In a study published in August 2021, scientists found that the proportion of the world’s population exposed to floods grew by 20 to 24 percent. Although researchers expected an increase in the number of people living in flood-prone areas, the new estimates were ten times greater than what previous models predicted.
Reviewing 20 years of NASA satellite data, researchers mapped 913 large flood events across 169 countries and compared them with global population data to better understand the impact on people. The team found that from 2000–2015 between 58 and 86 million more people could be found living in floodplains around the world. More than 255 million people were affected at least once by major floods in that period. The increase in exposure includes new human developments and migration, but also the reclassification of some lands in the wake of large flood events and sea level rise. The types of flood events and number of people affected are represented in the map above.
“We need to understand why people are moving into floodplains and what ways we can support flood mitigation,” said lead author Beth Tellman, a geography researcher at the University of Arizona. “I think satellite and Earth observations can be transformative in how we think about building resilience in a world marked by climate change.”

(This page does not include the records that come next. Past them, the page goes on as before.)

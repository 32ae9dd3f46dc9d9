//! Host abstraction: the document and window capabilities the controllers use
//!
//! Controllers never touch a concrete page. They talk to a [`Host`], which is
//! any type implementing both [`Dom`] (element lookup and mutation) and
//! [`Window`] (dialogs, navigation, timers, scrolling, local storage).
//!
//! Two hosts ship with the workspace:
//!
//! - [`memory::MemoryHost`]: an in-memory element tree with scripted dialogs
//!   and a manual clock, used by tests and headless drivers
//! - the browser host in the `blog-web` crate, backed by `web-sys`
//!
//! All methods take `&self`. The page is a shared resource mutated from event
//! handlers on a single thread, so implementations use interior mutability
//! (the browser provides it natively).

use std::fmt;
use std::time::Duration;

use crate::error::StorageError;
use crate::render::Node;

pub mod memory;

/// Element query, the subset of CSS selectors the controllers need
///
/// A selector matches an element when every populated criterion matches.
#[derive(Debug, Clone, Default, PartialEq, Eq)]
pub struct Selector {
    pub tag: Option<String>,
    pub id: Option<String>,
    pub classes: Vec<String>,
    /// Attribute name and, optionally, the exact value required
    pub attrs: Vec<(String, Option<String>)>,
}

impl Selector {
    pub fn id(id: &str) -> Self {
        Self {
            id: Some(id.to_string()),
            ..Default::default()
        }
    }

    pub fn class(class: &str) -> Self {
        Self {
            classes: vec![class.to_string()],
            ..Default::default()
        }
    }

    pub fn tag(tag: &str) -> Self {
        Self {
            tag: Some(tag.to_ascii_lowercase()),
            ..Default::default()
        }
    }

    /// Elements carrying `name="<value>"`, e.g. form fields
    pub fn name(value: &str) -> Self {
        Self::default().with_attr("name", value)
    }

    pub fn and_class(mut self, class: &str) -> Self {
        self.classes.push(class.to_string());
        self
    }

    pub fn with_attr(mut self, name: &str, value: impl ToString) -> Self {
        self.attrs.push((name.to_string(), Some(value.to_string())));
        self
    }

    pub fn has_attr(mut self, name: &str) -> Self {
        self.attrs.push((name.to_string(), None));
        self
    }

    /// CSS text for hosts that delegate to a native selector engine
    pub fn to_css(&self) -> String {
        let mut css = String::new();
        if let Some(tag) = &self.tag {
            css.push_str(tag);
        }
        if let Some(id) = &self.id {
            css.push('#');
            css.push_str(id);
        }
        for class in &self.classes {
            css.push('.');
            css.push_str(class);
        }
        for (name, value) in &self.attrs {
            match value {
                Some(value) => {
                    let quoted = value.replace('\\', "\\\\").replace('"', "\\\"");
                    css.push_str(&format!("[{}=\"{}\"]", name, quoted));
                }
                None => css.push_str(&format!("[{}]", name)),
            }
        }
        if css.is_empty() {
            css.push('*');
        }
        css
    }
}

impl fmt::Display for Selector {
    fn fmt(&self, f: &mut fmt::Formatter<'_>) -> fmt::Result {
        f.write_str(&self.to_css())
    }
}

/// Document-level access
pub trait Dom {
    /// Handle to a live element
    type Element: Clone + PartialEq + fmt::Debug + 'static;

    /// Saved element contents, restorable with [`Dom::restore_markup`]
    type Markup: Clone + 'static;

    /// All matching descendants of `scope` (or of the whole document) in
    /// document order. `scope` itself is never part of the result.
    fn query_all(&self, scope: Option<&Self::Element>, selector: &Selector) -> Vec<Self::Element>;

    fn query(&self, selector: &Selector) -> Option<Self::Element> {
        self.query_all(None, selector).into_iter().next()
    }

    fn query_in(&self, scope: &Self::Element, selector: &Selector) -> Option<Self::Element> {
        self.query_all(Some(scope), selector).into_iter().next()
    }

    fn by_id(&self, id: &str) -> Option<Self::Element> {
        self.query(&Selector::id(id))
    }

    fn matches(&self, element: &Self::Element, selector: &Selector) -> bool;

    fn parent(&self, element: &Self::Element) -> Option<Self::Element>;

    /// The element itself or its nearest ancestor matching `selector`
    fn closest(&self, element: &Self::Element, selector: &Selector) -> Option<Self::Element> {
        let mut current = Some(element.clone());
        while let Some(candidate) = current {
            if self.matches(&candidate, selector) {
                return Some(candidate);
            }
            current = self.parent(&candidate);
        }
        None
    }

    /// Other children of the element's parent that match `selector`
    fn siblings(&self, element: &Self::Element, selector: &Selector) -> Vec<Self::Element>;

    fn value(&self, element: &Self::Element) -> String;
    fn set_value(&self, element: &Self::Element, value: &str);

    fn text(&self, element: &Self::Element) -> String;
    fn set_text(&self, element: &Self::Element, text: &str);

    fn attr(&self, element: &Self::Element, name: &str) -> Option<String>;
    fn set_attr(&self, element: &Self::Element, name: &str, value: &str);

    fn has_class(&self, element: &Self::Element, class: &str) -> bool;
    fn add_class(&self, element: &Self::Element, class: &str);
    fn remove_class(&self, element: &Self::Element, class: &str);

    fn style(&self, element: &Self::Element, property: &str) -> Option<String>;
    fn set_style(&self, element: &Self::Element, property: &str, value: &str);

    fn is_disabled(&self, element: &Self::Element) -> bool;
    fn set_disabled(&self, element: &Self::Element, disabled: bool);

    fn focus(&self, element: &Self::Element);

    /// Full content height in pixels, including overflow
    fn scroll_height(&self, element: &Self::Element) -> f64;

    /// Distance from the top of the document in pixels
    fn offset_top(&self, element: &Self::Element) -> f64;

    /// Selection of a text field as char offsets `(start, end)`
    fn selection(&self, element: &Self::Element) -> (usize, usize);
    fn set_selection(&self, element: &Self::Element, start: usize, end: usize);

    fn markup(&self, element: &Self::Element) -> Self::Markup;
    fn restore_markup(&self, element: &Self::Element, markup: &Self::Markup);

    /// Replace the element's children with `nodes`
    fn set_content(&self, element: &Self::Element, nodes: &[Node]);

    /// Insert `node` as the first child of `parent`
    fn prepend(&self, parent: &Self::Element, node: &Node) -> Option<Self::Element>;

    /// Insert `node` as the last child of `parent`
    fn append(&self, parent: &Self::Element, node: &Node) -> Option<Self::Element>;

    /// Insert `node` right after `reference`
    fn insert_after(&self, reference: &Self::Element, node: &Node) -> Option<Self::Element>;

    fn remove(&self, element: &Self::Element);
}

/// Scroll position of the document
#[derive(Debug, Clone, Copy, Default, PartialEq)]
pub struct ScrollMetrics {
    pub scroll_top: f64,
    pub scroll_height: f64,
    pub client_height: f64,
}

impl ScrollMetrics {
    /// Share of the scrollable distance covered, in percent (0–100)
    ///
    /// A page that does not scroll reports 0.
    pub fn progress_percent(&self) -> f64 {
        let scrollable = self.scroll_height - self.client_height;
        if scrollable <= 0.0 {
            return 0.0;
        }
        (self.scroll_top / scrollable * 100.0).clamp(0.0, 100.0)
    }
}

/// Payload for the native share sheet
#[derive(Debug, Clone, PartialEq, Eq)]
pub struct ShareData {
    pub title: String,
    pub text: String,
    pub url: String,
}

/// Window-level access
pub trait Window {
    /// Blocking notice
    fn alert(&self, message: &str);

    /// Blocking yes/no prompt
    fn confirm(&self, message: &str) -> bool;

    /// Leave the page for `url`
    fn navigate(&self, url: &str);

    /// Full-page form submission with no fields
    fn submit_form(&self, method: &str, action: &str);

    /// Run `callback` once after `delay`
    fn set_timeout(&self, delay: Duration, callback: Box<dyn FnOnce()>);

    fn scroll_metrics(&self) -> ScrollMetrics;

    /// Animate the document scroll position to `top`
    fn scroll_to(&self, top: f64, duration: Duration);

    fn location_path(&self) -> String;
    fn location_origin(&self) -> String;

    fn storage_get(&self, key: &str) -> Result<Option<String>, StorageError>;
    fn storage_set(&self, key: &str, value: &str) -> Result<(), StorageError>;

    /// Open the native share sheet; `false` when the host has none
    fn share(&self, data: &ShareData) -> bool;

    /// Put `text` on the clipboard; `false` when unavailable
    fn copy_to_clipboard(&self, text: &str) -> bool;
}

/// Everything a controller needs from the page
pub trait Host: Dom + Window + 'static {}

impl<T: Dom + Window + 'static> Host for T {}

The research, published in Nature and funded in part by NASA and Google Earth Outreach, relied on direct satellite observations from the Moderate-resolution Imaging Spectrometer (MODIS) instruments aboard NASA’s Terra and Aqua satellites. Building off of previous mapping efforts, members of the team built a new Global Flood Database, the world’s largest open library of flood maps. Tellman’s team included researchers from Cloud to Street, NASA, the University of Colorado, the University of Arizona, Columbia University, the University of Washington, the University of Texas, and the University of Michigan.